Aug 27, 2023

Fantastic World of Portuguese Sardine Opens in Manhattan

A new store in Times Square looks like a glitzy two-story book shop, with rows of published works replaced by sardine tins. As soon as I walked in the door, one of the clerks stepped up to warn me, “All we sell here is fish.”

It’s the first U.S. store for the Fantastic World of the Portuguese Sardine, one of over 20 shops, with the rest in Portugal. It’s set up like a sardine time machine, with cans chronologically arranged by the year stamped on the top of each one, like fine bottles of wine, running from 1916 to the present.

Located at 1582 Broadway on the southeast corner of 48th Street, the shop is run by Portuguese sardine company, Comur, which signed a ten-year lease for the space. Founded in 1942, it is one of Portugal’s largest canners, still pursuing a preservation method that may seem old-fashioned to some Americans. Yet tinned fish has been on the rise, especially lately — driven by TikTok — with tinned fish garnering tens of millions of views, and companies like Fishwife having grown 9900 percent since it opened in 2020. (Back in March, ubiquitous humanitarian and chef, José Andrés, reminded followers tinned fish isn’t new and expanded on its history.)

Conmur has 23 stores using this unique method of merchandising all over Portugal.

It turns out the dates stamped on the cans are illusory; they were all canned around the same time and most cost $15 per four ounces. It’s a marketing ploy, one clerk told me; it allows customers to buy a can as a gift that marks a recipient’s birth year. Each can also highlights an important event of that year and the birth of one or more celebrities.

There are other cans beyond the dated ones, including those with colorful youthful party scenes, and other variations of sardines with tomato sauce, smoked, or with chiles; the company offers 30 varieties of canned fish.

The most prominent sardines in the store feature cans shaped like gold ingots that sell for a whopping $44 each and contain only three ounces of fish. I decided to buy a $15 can and compare it with the $44 can to find out if the price differential is worth it.

Despite the packaging, this is a standard tin of sardines packed in olive oil, a nice serving for one person to pair with sliced baguette, for example. The silvery skin shines; the four plump filets contain bones, but as you probably know, the bones are entirely edible and you probably won’t notice them. Strong sardine flavor.

These sardines have been skinned and deboned laboriously by hand, and look tiny as they crouch in the can. The flavor is more mild, the lack of skin may come as a relief to some, but I find it adds to the texture of the tiny fish. Finally, a few swatches of gold leaf dot the filets here and there, which have no flavor but add to the luxury feel of the product.
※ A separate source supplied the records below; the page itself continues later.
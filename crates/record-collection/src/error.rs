//! Error types for the record-collection crate.

use thiserror::Error;

/// Errors that can occur when building or converting a collection.
///
/// Every fallible operation validates its input before touching the owned
/// records, so an `Err` always leaves the collection as it was.
#[derive(Debug, Error)]
pub enum CollectionError {
    /// Input was not the shape a collection can be built from.
    #[error("invalid input: expected {expected}, got {actual}")]
    InvalidInput {
        expected: &'static str,
        actual: &'static str,
    },

    /// Chunk size must be at least one.
    #[error("invalid chunk size {0}: must be greater than zero")]
    InvalidChunkSize(usize),

    /// A LIKE pattern could not be compiled into a matcher.
    #[error("invalid like pattern: {0}")]
    InvalidPattern(#[from] regex::Error),

    /// JSON encoding or decoding failed.
    #[error("json error: {0}")]
    Json(#[from] serde_json::Error),
}

/// Result type for collection operations.
pub type Result<T> = std::result::Result<T, CollectionError>;
//! Structured logging: console plus a daily rolling file.

use std::fs;
use std::path::{Path, PathBuf};

use tracing::warn;
use tracing_appender::non_blocking::WorkerGuard;
use tracing_subscriber::{fmt, layer::SubscriberExt, util::SubscriberInitExt, EnvFilter};

use crate::error::{LedgerError, Result};

pub const LOG_FILE_PREFIX: &str = "station-ledger";
const DEFAULT_FILTER: &str = "info,station_ledger=debug";
const MAX_LOG_FILES: usize = 14;

/// Install the global subscriber. `RUST_LOG` overrides the default filter.
///
/// Keep the returned guard alive for as long as the process runs; dropping
/// it flushes and closes the file writer.
pub fn init_logging(log_dir: &Path) -> Result<WorkerGuard> {
    let env_filter =
        EnvFilter::try_from_default_env().unwrap_or_else(|_| EnvFilter::new(DEFAULT_FILTER));

    fs::create_dir_all(log_dir).map_err(|e| LedgerError::Storage(e.to_string()))?;
    prune_old_logs(log_dir);

    let file_appender = tracing_appender::rolling::daily(log_dir, LOG_FILE_PREFIX);
    let (non_blocking, guard) = tracing_appender::non_blocking(file_appender);

    let file_layer = fmt::layer()
        .with_writer(non_blocking)
        .with_ansi(false)
        .with_target(true);
    let console_layer = fmt::layer().with_target(true);
    tracing_subscriber::registry()
        .with(env_filter)
        .with(console_layer)
        .with(file_layer)
        .try_init()
        .map_err(|e| LedgerError::Storage(format!("logging already initialised: {e}")))?;

    Ok(guard)
}

/// Keep only the newest [`MAX_LOG_FILES`] log files.
pub fn prune_old_logs(log_dir: &Path) {
    let mut log_files: Vec<(PathBuf, std::time::SystemTime)> = Vec::new();
    let Ok(entries) = fs::read_dir(log_dir) else {
        return;
    };
    for entry in entries.flatten() {
        let path = entry.path();
        let is_log = path
            .file_name()
            .and_then(|n| n.to_str())
            .is_some_and(|n| n.starts_with(LOG_FILE_PREFIX));
        if path.is_file() && is_log {
            let modified = entry
                .metadata()
                .ok()
                .and_then(|m| m.modified().ok())
                .unwrap_or(std::time::UNIX_EPOCH);
            log_files.push((path, modified));
        }
    }

    // Newest first
    log_files.sort_by(|a, b| b.1.cmp(&a.1));

    for (path, _) in log_files.iter().skip(MAX_LOG_FILES) {
        if let Err(e) = fs::remove_file(path) {
            warn!("Failed to prune log file {}: {e}", path.display());
        }
    }
}
//! Error taxonomy for the ledger client.
//!
//! Three families matter to callers: connectivity failures (retried, then
//! degraded to cached/mock data), validation failures (never sent to the
//! backend) and explicit API rejections (surfaced, never masked by mock data).
//! The remaining variants are local guard and plumbing failures.

use thiserror::Error;

use crate::validation::Violation;

pub type Result<T> = std::result::Result<T, LedgerError>;

#[derive(Debug, Error)]
pub enum LedgerError {
    /// The backend could not be reached at all (timeout, refused, cancelled).
    #[error("{0}")]
    Connectivity(String),

    /// The backend answered with a non-2xx status.
    #[error("{message} (HTTP {status})")]
    Api { status: u16, message: String },

    #[error("entry has {} validation error(s)", .0.len())]
    Validation(Vec<Violation>),

    #[error("role {role} may not {action}")]
    Forbidden { role: String, action: String },

    #[error("cannot {action} while status is {from}")]
    InvalidTransition { from: String, action: String },

    #[error("{0} is required")]
    MissingReason(&'static str),

    #[error("unknown entry field: {0}")]
    UnknownField(String),

    #[error("{0} is derived and cannot be set")]
    ReadOnlyField(String),

    #[error("entry has not been saved yet")]
    Unsaved,

    #[error("not signed in")]
    NotAuthenticated,

    #[error("local storage: {0}")]
    Storage(String),

    #[error("invalid response from backend: {0}")]
    Decode(String),
}

impl LedgerError {
    /// Connectivity failures are the only ones worth retrying or papering
    /// over with mock data.
    pub fn is_connectivity(&self) -> bool {
        matches!(self, LedgerError::Connectivity(_))
    }
}

impl From<rusqlite::Error> for LedgerError {
    fn from(e: rusqlite::Error) -> Self {
        LedgerError::Storage(e.to_string())
    }
}

impl From<serde_json::Error> for LedgerError {
    fn from(e: serde_json::Error) -> Self {
        LedgerError::Decode(e.to_string())
    }
}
I vastly preferred the plain old sardines, although the $15 price tag already seemed a lot compared to online finds of similar-size tins in the $2 to $4 range. Still, I have questions: What tourist is willing to buy a can of sardines as a souvenir, and pay this much for it when you can get something similar in a bodega at an eighth the price?

The gold ingot of sardines is another story: As a gesture of being willing to pay an absurd mark-up for a flashy birthday present for the foodie who has everything, maybe this can will fly. But who wants mild when the whole point of eating sardines is its fishiness?